Executive Summary
National Critical Skills Database: 100,000+ registered civilians with defense-critical skills. Priority categories: medical (doctors, nurses, paramedics), technical (engineers, IT, mechanics), linguistic (Russian, Belarusian, Chinese translators), logistics (HGV drivers, pilots, mariners), communications (ham radio operators). Partnership with professional associations for outreach. Voluntary registration with annual verification. Crisis alert and mobilization system. Target: 100,000 registered, skill-matched mobilization within 48 hours, 10+ professional association partnerships.

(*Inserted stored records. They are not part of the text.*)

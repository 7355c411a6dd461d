use serde::{Deserialize, Serialize};

/// One extracted search result, as returned to callers.
///
/// `valid` is a data-quality signal, not a storage gate: records with
/// missing fields are still persisted, they just carry `valid = false`.
#[derive(Debug, Clone, PartialEq, Serialize, Deserialize)]
pub struct Product {
    pub title: String,
    pub price: Option<f64>,
    pub rating: Option<f64>,
    pub review_count: Option<i64>,
    pub product_url: Option<String>,
    pub image_url: Option<String>,
    pub valid: bool,
    /// RFC3339 UTC instant, set at extraction time.
    pub timestamp: String,
}

impl Product {
    #[must_use]
    pub fn new(
        title: String,
        price: Option<f64>,
        rating: Option<f64>,
        review_count: Option<i64>,
        product_url: Option<String>,
        image_url: Option<String>,
    ) -> Self {
        let valid = is_complete(
            &title,
            price,
            rating,
            review_count,
            product_url.as_deref(),
            image_url.as_deref(),
        );
        Self {
            title,
            price,
            rating,
            review_count,
            product_url,
            image_url,
            valid,
            timestamp: chrono::Utc::now().to_rfc3339(),
        }
    }
}

/// True iff all six key fields are present and truthy.
///
/// Known wart, kept for compatibility with existing stored data: a numeric
/// zero counts as missing, so a free item or a zero-star rating marks the
/// record invalid even though the value was extracted fine.
#[must_use]
pub fn is_complete(
    title: &str,
    price: Option<f64>,
    rating: Option<f64>,
    review_count: Option<i64>,
    product_url: Option<&str>,
    image_url: Option<&str>,
) -> bool {
    !title.is_empty()
        && price.is_some_and(|p| p != 0.0)
        && rating.is_some_and(|r| r != 0.0)
        && review_count.is_some_and(|c| c != 0)
        && product_url.is_some_and(|u| !u.is_empty())
        && image_url.is_some_and(|u| !u.is_empty())
}

#[cfg(test)]
mod tests {
    use super::*;

    fn full_product() -> Product {
        Product::new(
            "Wireless Headphones".to_string(),
            Some(59.99),
            Some(4.5),
            Some(1234),
            Some("https://www.amazon.com/dp/B000".to_string()),
            Some("https://m.media-amazon.com/img.jpg".to_string()),
        )
    }

    #[test]
    fn complete_product_is_valid() {
        assert!(full_product().valid);
    }

    #[test]
    fn missing_price_is_invalid() {
        let p = Product::new(
            "Headphones".to_string(),
            None,
            Some(4.5),
            Some(10),
            Some("https://example.com".to_string()),
            Some("https://example.com/i.jpg".to_string()),
        );
        assert!(!p.valid);
    }

    #[test]
    fn zero_values_count_as_missing() {
        assert!(!is_complete(
            "Free item",
            Some(0.0),
            Some(4.0),
            Some(5),
            Some("u"),
            Some("i"),
        ));
        assert!(!is_complete(
            "Unrated",
            Some(9.99),
            Some(0.0),
            Some(5),
            Some("u"),
            Some("i"),
        ));
        assert!(!is_complete(
            "No reviews",
            Some(9.99),
            Some(4.0),
            Some(0),
            Some("u"),
            Some("i"),
        ));
    }

    #[test]
    fn empty_strings_count_as_missing() {
        assert!(!is_complete("", Some(1.0), Some(1.0), Some(1), Some("u"), Some("i")));
        assert!(!is_complete("t", Some(1.0), Some(1.0), Some(1), Some(""), Some("i")));
        assert!(!is_complete("t", Some(1.0), Some(1.0), Some(1), Some("u"), None));
    }

    #[test]
    fn timestamp_is_rfc3339() {
        let p = full_product();
        assert!(chrono::DateTime::parse_from_rfc3339(&p.timestamp).is_ok());
    }
}
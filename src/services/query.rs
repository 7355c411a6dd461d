use anyhow::Result;
use tracing::info;

use crate::db::Store;
use crate::entities::StoreTable;
use crate::models::{Product, ProductFilter};

/// Read side of the pipeline: history replay plus filter/sort retrieval
/// against the two scratch tables. Stateless per call; the same filter
/// applied twice yields the same result set.
pub struct QueryService {
    store: Store,
}

impl QueryService {
    #[must_use]
    pub const fn new(store: Store) -> Self {
        Self { store }
    }

    /// Repopulates the historical scratch table from permanent storage and
    /// returns the matching records, newest first. Failures propagate:
    /// a stale scratch table must never be filtered silently.
    pub async fn history(&self, query: &str) -> Result<Vec<Product>> {
        info!("Loading history for query '{query}'");
        self.store.copy_to_history(query).await
    }

    pub async fn filter_live(&self, filter: &ProductFilter) -> Result<Vec<Product>> {
        self.store.filter(StoreTable::LiveScratch, filter).await
    }

    pub async fn filter_history(&self, filter: &ProductFilter) -> Result<Vec<Product>> {
        self.store.filter(StoreTable::HistoryScratch, filter).await
    }

    /// Unfiltered dump of one scratch table, used for "total found" counts.
    pub async fn all_of(&self, table: StoreTable) -> Result<Vec<Product>> {
        self.store.all(table).await
    }

    /// Transactional clear of any table; failures propagate.
    pub async fn clear(&self, table: StoreTable) -> Result<()> {
        self.store.clear(table).await
    }
}
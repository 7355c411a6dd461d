pub mod amazon;

pub use amazon::AmazonClient;
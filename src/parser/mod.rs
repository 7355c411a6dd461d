pub mod normalize;
pub mod page;

pub use page::{parse_first, parse_results};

In short: 100,000 critical-skill civilians registered; 10+ professional association partnerships; 48-hour skill-matched mobilization capability
The Problem
Ukrainian mobilization lesson: finding the right skills took weeks. Hospitals searched for surgeons, units searched for Russian speakers, logistics searched for truck drivers. Finland knows exactly where every doctor, engineer, and translator is—can mobilize precisely. Lithuania has unknown skill distribution: estimated 15,000 doctors/nurses, 50,000 engineers, 5,000 Russian translators, 30,000 HGV drivers—but no systematic registry. In crisis, ad-hoc recruitment wastes critical time. Army needs 500 trauma surgeons day one; how many exist and where? Defense needs 1,000 IT specialists for cyber; who has the skills? Without registry, mobilization is chaos.